Continué caminando pero debía apurar el paso, ya que tenía clase. Saqué de mi maleta una patineta clásica, con la cual podía rodar unos cuantos metros a medida que la impulsaba con el pie derecho; siempre había querido tenerla, con ella podía hacer ejercicio sin usar sudadera; nada justifica su usanza, nunca luce bien. Con la patineta podía seguir usando mis atavíos de gentil-hombre, mis hoodies y mi trench coat. Iba apurado y me encontré nuevamente al duende, ahora veinticinco años más joven. Yo estaba en segundo semestre, pleno 1998 y mi amigo duende, con menos arrugas y más altura, salía bastante ofuscado de clase.

-¿Qué te ocurre, amigo? ¿desayunaste con alacranes?- le pregunté.

-Es que acabo de presentar mi primer parcial. Es difícil estudiar esta carrera. Resulta que me fue mal y el profesor dijo mi nota en clase, en frente de todo el mundo, e hizo una broma. Claro, no mencionó mi nombre. Dijo que siguieran estudiando para el segundo parcial so pena de sacarse este exabrupto y dijo mi nota, tres cuatro.

-Pero, ¿cómo así? ¿tres cuatro no es bueno?

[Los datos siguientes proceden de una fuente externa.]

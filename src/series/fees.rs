use crate::aggregate::{closed_in_entry_order, closed_trades, day_label, round2};
use crate::models::{Symbol, Trade};
use chrono::{DateTime, Utc};
use serde::Serialize;
use std::collections::HashMap;

// Synthetic decomposition ratios: the journal has no per-trade fee type, so
// the breakdown chart approximates one. Replace with real data if per-trade
// maker/taker/withdrawal amounts ever become available.
pub const MAKER_FEE_RATIO: f64 = 0.60;
pub const TAKER_FEE_RATIO: f64 = 0.35;
pub const WITHDRAWAL_FEE_RATIO: f64 = 0.05;

#[derive(Debug, Clone, PartialEq, Serialize)]
#[serde(rename_all = "camelCase")]
pub struct SymbolFees {
    pub symbol: String,
    pub fees: f64,
}

/// Total fees per instrument; every known symbol emits a row.
pub fn fees_by_symbol(trades: &[Trade]) -> Vec<SymbolFees> {
    let totals = fee_totals(trades);

    Symbol::ALL
        .iter()
        .map(|symbol| SymbolFees {
            symbol: symbol.as_str().to_string(),
            fees: round2(totals.get(symbol).copied().unwrap_or(0.0)),
        })
        .collect()
}

#[derive(Debug, Clone, PartialEq, Serialize)]
#[serde(rename_all = "camelCase")]
pub struct FeeComposition {
    pub symbol: String,
    pub maker_fees: f64,
    pub taker_fees: f64,
    pub withdrawal_fees: f64,
    pub total_fees: f64,
}

/// Per-symbol fee totals split into maker/taker/withdrawal components at the
/// fixed 60/35/5 ratios.
pub fn fee_composition(trades: &[Trade]) -> Vec<FeeComposition> {
    let totals = fee_totals(trades);

    Symbol::ALL
        .iter()
        .map(|symbol| {
            let total = totals.get(symbol).copied().unwrap_or(0.0);
            FeeComposition {
                symbol: symbol.as_str().to_string(),
                maker_fees: round2(total * MAKER_FEE_RATIO),
                taker_fees: round2(total * TAKER_FEE_RATIO),
                withdrawal_fees: round2(total * WITHDRAWAL_FEE_RATIO),
                total_fees: round2(total),
            }
        })
        .collect()
}

#[derive(Debug, Clone, PartialEq, Serialize)]
#[serde(rename_all = "camelCase")]
pub struct CumulativeFeePoint {
    pub date: String,
    pub fees: f64,
    pub full_date: DateTime<Utc>,
}

/// Running fee total per closed trade, chronological.
pub fn cumulative_fees(trades: &[Trade]) -> Vec<CumulativeFeePoint> {
    let mut running = 0.0;
    closed_in_entry_order(trades)
        .iter()
        .map(|trade| {
            running += trade.fees;
            CumulativeFeePoint {
                date: day_label(trade.entry_time),
                fees: round2(running),
                full_date: trade.entry_time,
            }
        })
        .collect()
}

fn fee_totals(trades: &[Trade]) -> HashMap<Symbol, f64> {
    let mut totals: HashMap<Symbol, f64> = HashMap::new();
    for trade in closed_trades(trades) {
        *totals.entry(trade.symbol).or_insert(0.0) += trade.fees;
    }
    totals
}
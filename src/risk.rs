use crate::aggregate::{closed_in_entry_order, round1, round2};
use crate::models::Trade;
use serde::{Serialize, Serializer};
use statrs::statistics::Statistics;

/// Annualization constant: per-trade returns are scaled by the 252-trading-day
/// convention as a proxy.
const TRADING_DAYS_PER_YEAR: f64 = 252.0;

/// Wire stand-in for an unbounded profit factor. The dashboard renders any
/// value at or above this as infinity.
pub const PROFIT_FACTOR_SENTINEL: f64 = 999.0;

/// Gross profit over gross loss. Zero gross loss with positive profit has no
/// finite ratio; the variant keeps that explicit instead of leaking a magic
/// number through the API.
#[derive(Debug, Clone, Copy, PartialEq)]
pub enum ProfitFactor {
    Finite(f64),
    Unbounded,
}

impl ProfitFactor {
    /// Numeric form used at the serialization boundary.
    pub fn display_value(&self) -> f64 {
        match self {
            ProfitFactor::Finite(value) => *value,
            ProfitFactor::Unbounded => PROFIT_FACTOR_SENTINEL,
        }
    }
}

impl Default for ProfitFactor {
    fn default() -> Self {
        ProfitFactor::Finite(0.0)
    }
}

impl Serialize for ProfitFactor {
    fn serialize<S>(&self, serializer: S) -> Result<S::Ok, S::Error>
    where
        S: Serializer,
    {
        serializer.serialize_f64(self.display_value())
    }
}

#[derive(Debug, Clone, Copy, PartialEq, Eq, Default, Serialize)]
#[serde(rename_all = "lowercase")]
pub enum StreakKind {
    Win,
    Loss,
    #[default]
    None,
}

/// Path-dependent portfolio statistics, computed in one forward pass over
/// closed trades in entry order.
#[derive(Debug, Clone, Default, Serialize)]
#[serde(rename_all = "camelCase")]
pub struct RiskMetrics {
    pub max_drawdown: f64,
    /// Decline from peak at the maximum-drawdown step, as a percent of that
    /// peak (0 when the peak was not positive).
    pub max_drawdown_percent: f64,
    pub sharpe_ratio: f64,
    pub profit_factor: ProfitFactor,
    pub max_consecutive_wins: u32,
    pub max_consecutive_losses: u32,
    pub current_streak: u32,
    pub current_streak_type: StreakKind,
}

pub fn calculate_risk_metrics(trades: &[Trade]) -> RiskMetrics {
    let closed = closed_in_entry_order(trades);
    if closed.is_empty() {
        return RiskMetrics::default();
    }

    let mut cumulative = 0.0;
    let mut peak = 0.0_f64;
    let mut max_drawdown = 0.0;
    let mut max_drawdown_percent = 0.0;

    let mut gross_profit = 0.0;
    let mut gross_loss = 0.0;

    let mut current_wins = 0u32;
    let mut current_losses = 0u32;
    let mut max_consecutive_wins = 0u32;
    let mut max_consecutive_losses = 0u32;

    let mut pnls = Vec::with_capacity(closed.len());

    for trade in &closed {
        pnls.push(trade.pnl);

        cumulative += trade.pnl;
        peak = peak.max(cumulative);
        let drawdown = peak - cumulative;
        if drawdown > max_drawdown {
            max_drawdown = drawdown;
            max_drawdown_percent = if peak > 0.0 {
                drawdown / peak * 100.0
            } else {
                0.0
            };
        }

        if trade.pnl > 0.0 {
            gross_profit += trade.pnl;
            current_wins += 1;
            current_losses = 0;
            max_consecutive_wins = max_consecutive_wins.max(current_wins);
        } else if trade.pnl < 0.0 {
            gross_loss += trade.pnl.abs();
            current_losses += 1;
            current_wins = 0;
            max_consecutive_losses = max_consecutive_losses.max(current_losses);
        } else {
            // A flat trade breaks both runs without counting as either.
            current_wins = 0;
            current_losses = 0;
        }
    }

    let (current_streak, current_streak_type) = current_streak(&closed);

    RiskMetrics {
        max_drawdown: round2(max_drawdown),
        max_drawdown_percent: round1(max_drawdown_percent),
        sharpe_ratio: round2(sharpe_ratio(&pnls)),
        profit_factor: profit_factor(gross_profit, gross_loss),
        max_consecutive_wins,
        max_consecutive_losses,
        current_streak,
        current_streak_type,
    }
}

/// Per-trade Sharpe: each pnl is one return observation, annualized by √252.
/// Zero variance resolves to 0.
fn sharpe_ratio(pnls: &[f64]) -> f64 {
    if pnls.is_empty() {
        return 0.0;
    }

    let mean = pnls.to_vec().mean();
    let std_dev = pnls.to_vec().population_std_dev();
    if std_dev == 0.0 || !std_dev.is_finite() {
        return 0.0;
    }

    mean / std_dev * TRADING_DAYS_PER_YEAR.sqrt()
}

fn profit_factor(gross_profit: f64, gross_loss: f64) -> ProfitFactor {
    if gross_loss > 0.0 {
        ProfitFactor::Finite(round2(gross_profit / gross_loss))
    } else if gross_profit > 0.0 {
        ProfitFactor::Unbounded
    } else {
        ProfitFactor::Finite(0.0)
    }
}

/// Backward scan from the most recent closed trade: length of the run sharing
/// its sign. A flat newest trade means no active streak.
fn current_streak(closed: &[&Trade]) -> (u32, StreakKind) {
    let mut iter = closed.iter().rev();
    let Some(latest) = iter.next() else {
        return (0, StreakKind::None);
    };

    let kind = if latest.pnl > 0.0 {
        StreakKind::Win
    } else if latest.pnl < 0.0 {
        StreakKind::Loss
    } else {
        return (0, StreakKind::None);
    };

    let mut count = 1u32;
    for trade in iter {
        let same_sign = match kind {
            StreakKind::Win => trade.pnl > 0.0,
            StreakKind::Loss => trade.pnl < 0.0,
            StreakKind::None => false,
        };
        if !same_sign {
            break;
        }
        count += 1;
    }

    (count, kind)
}

#[cfg(test)]
mod tests {
    use super::*;
    use crate::models::{Direction, OrderType, Symbol, TradeStatus};
    use chrono::{Duration, TimeZone, Utc};

    fn trades_with_pnls(pnls: &[f64]) -> Vec<Trade> {
        let base = Utc.with_ymd_and_hms(2024, 3, 1, 10, 0, 0).unwrap();
        pnls.iter()
            .enumerate()
            .map(|(i, &pnl)| {
                let entry = base + Duration::hours(i as i64);
                Trade {
                    id: format!("t{i}"),
                    symbol: Symbol::Sol,
                    direction: Direction::Long,
                    order_type: OrderType::Market,
                    entry_price: 100.0,
                    exit_price: Some(100.0 + pnl),
                    quantity: 1.0,
                    pnl,
                    fees: 0.1,
                    entry_time: entry,
                    exit_time: Some(entry + Duration::minutes(30)),
                    notes: String::new(),
                    status: TradeStatus::Closed,
                }
            })
            .collect()
    }

    #[test]
    fn streaks_match_documented_sequence() {
        let trades = trades_with_pnls(&[10.0, 5.0, -3.0, -2.0, -1.0, 7.0]);
        let risk = calculate_risk_metrics(&trades);

        assert_eq!(risk.max_consecutive_wins, 2);
        assert_eq!(risk.max_consecutive_losses, 3);
        assert_eq!(risk.current_streak, 1);
        assert_eq!(risk.current_streak_type, StreakKind::Win);
    }

    #[test]
    fn sort_happens_internally() {
        let mut trades = trades_with_pnls(&[10.0, 5.0, -3.0, -2.0, -1.0, 7.0]);
        trades.reverse();
        let risk = calculate_risk_metrics(&trades);
        assert_eq!(risk.max_consecutive_losses, 3);
        assert_eq!(risk.current_streak_type, StreakKind::Win);
    }

    #[test]
    fn zero_pnl_breaks_both_streaks() {
        let trades = trades_with_pnls(&[4.0, 4.0, 0.0, 4.0, -1.0, 2.0, 3.0]);
        let risk = calculate_risk_metrics(&trades);
        assert_eq!(risk.max_consecutive_wins, 2);
        assert_eq!(risk.max_consecutive_losses, 1);
        assert_eq!(risk.current_streak, 2);
    }

    #[test]
    fn flat_latest_trade_reports_no_active_streak() {
        let trades = trades_with_pnls(&[5.0, 0.0]);
        let risk = calculate_risk_metrics(&trades);
        assert_eq!(risk.current_streak, 0);
        assert_eq!(risk.current_streak_type, StreakKind::None);
    }

    #[test]
    fn drawdown_tracks_peak_decline() {
        // Cumulative: 10, 6, 0, 8 — worst decline is 10 off a peak of 10.
        let trades = trades_with_pnls(&[10.0, -4.0, -6.0, 8.0]);
        let risk = calculate_risk_metrics(&trades);
        assert_eq!(risk.max_drawdown, 10.0);
        assert_eq!(risk.max_drawdown_percent, 100.0);
    }

    #[test]
    fn monotonic_equity_has_zero_drawdown() {
        let trades = trades_with_pnls(&[1.0, 2.0, 3.0]);
        let risk = calculate_risk_metrics(&trades);
        assert_eq!(risk.max_drawdown, 0.0);
        assert_eq!(risk.max_drawdown_percent, 0.0);
    }

    #[test]
    fn identical_pnls_zero_the_sharpe_ratio() {
        let trades = trades_with_pnls(&[5.0, 5.0, 5.0, 5.0]);
        let risk = calculate_risk_metrics(&trades);
        assert_eq!(risk.sharpe_ratio, 0.0);
    }

    #[test]
    fn sharpe_uses_population_deviation() {
        let trades = trades_with_pnls(&[10.0, -10.0]);
        let risk = calculate_risk_metrics(&trades);
        // Mean 0 ⇒ ratio 0 regardless of deviation.
        assert_eq!(risk.sharpe_ratio, 0.0);

        let trades = trades_with_pnls(&[30.0, 10.0]);
        let risk = calculate_risk_metrics(&trades);
        // Mean 20, population σ 10: 2·√252 ≈ 31.75.
        assert_eq!(risk.sharpe_ratio, round2(2.0 * 252.0_f64.sqrt()));
    }

    #[test]
    fn profit_factor_variants() {
        let all_wins = calculate_risk_metrics(&trades_with_pnls(&[5.0, 3.0]));
        assert_eq!(all_wins.profit_factor, ProfitFactor::Unbounded);
        assert_eq!(all_wins.profit_factor.display_value(), 999.0);

        let mixed = calculate_risk_metrics(&trades_with_pnls(&[30.0, -10.0]));
        assert_eq!(mixed.profit_factor, ProfitFactor::Finite(3.0));

        let empty = calculate_risk_metrics(&trades_with_pnls(&[0.0]));
        assert_eq!(empty.profit_factor, ProfitFactor::Finite(0.0));
    }

    #[test]
    fn empty_input_is_fully_zeroed() {
        let risk = calculate_risk_metrics(&[]);
        assert_eq!(risk.max_drawdown, 0.0);
        assert_eq!(risk.sharpe_ratio, 0.0);
        assert_eq!(risk.current_streak, 0);
        assert_eq!(risk.current_streak_type, StreakKind::None);
        assert_eq!(risk.profit_factor, ProfitFactor::Finite(0.0));
    }

    #[test]
    fn serializes_camel_case_with_sentinel() {
        let trades = trades_with_pnls(&[5.0, 3.0]);
        let json = serde_json::to_value(calculate_risk_metrics(&trades)).unwrap();
        assert_eq!(json["profitFactor"], 999.0);
        assert_eq!(json["currentStreakType"], "win");
        assert!(json.get("maxConsecutiveWins").is_some());
    }
}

-No, recuerda que aquí califican sobre cien, y sacarse tres es como sacarse cero. Créeme, me sentí muy mal. Además la gente va a la clase con miedo y con aburrimiento, eso te cuento, le tienen jartera al profesor- me dijo el amigo duende. Yo no podía demorarme mucho porque debía ir a sacar el carnet para luego coger bus hacia una fiesta que había en esa época. Venía en exclusiva a la capital una discoteca muy famosa de Londres: Ministry of Sound, Era una de las primeras fiestas en Bogotá de un género cada vez más famoso en el mundo: el trance, la música electrónica en general, llevada a un nivel profesional.

-Mira, si quieres hablamos luego. Pero ven, no entiendo, lo fructífero de una clase no debería ser medido por lo difícil que es sino por la satisfacción y recuerdos que deja, ¿no? pues digo, así debería ser; oye duendecito, ven, a propósito, préstame porfa ese CD de Global Underground que compraste ahí en Cardona Hermanos- le dije.

No lo volví a ver. Qué manía la de este muchacho para escabullirse siempre. Abrí mi maleta y ahí estaba el CD, el Global Underground Sasha San Francisco. Qué obra de arte, creo que es el mejor CD de la historia. Me quedé pensando en lo que le ocurrió a mi Doppelgänger, porqué sufría.

Continué estudiando economía y decía para mis adentros: “bacano dar clase algún día”. Pero bueno, debía irme a ver a Ministry of Sound y su primera fiesta oficialmente electrónica en la historia de Colombia. No sé, tenía la duda de pintarme o no el pelo de verde.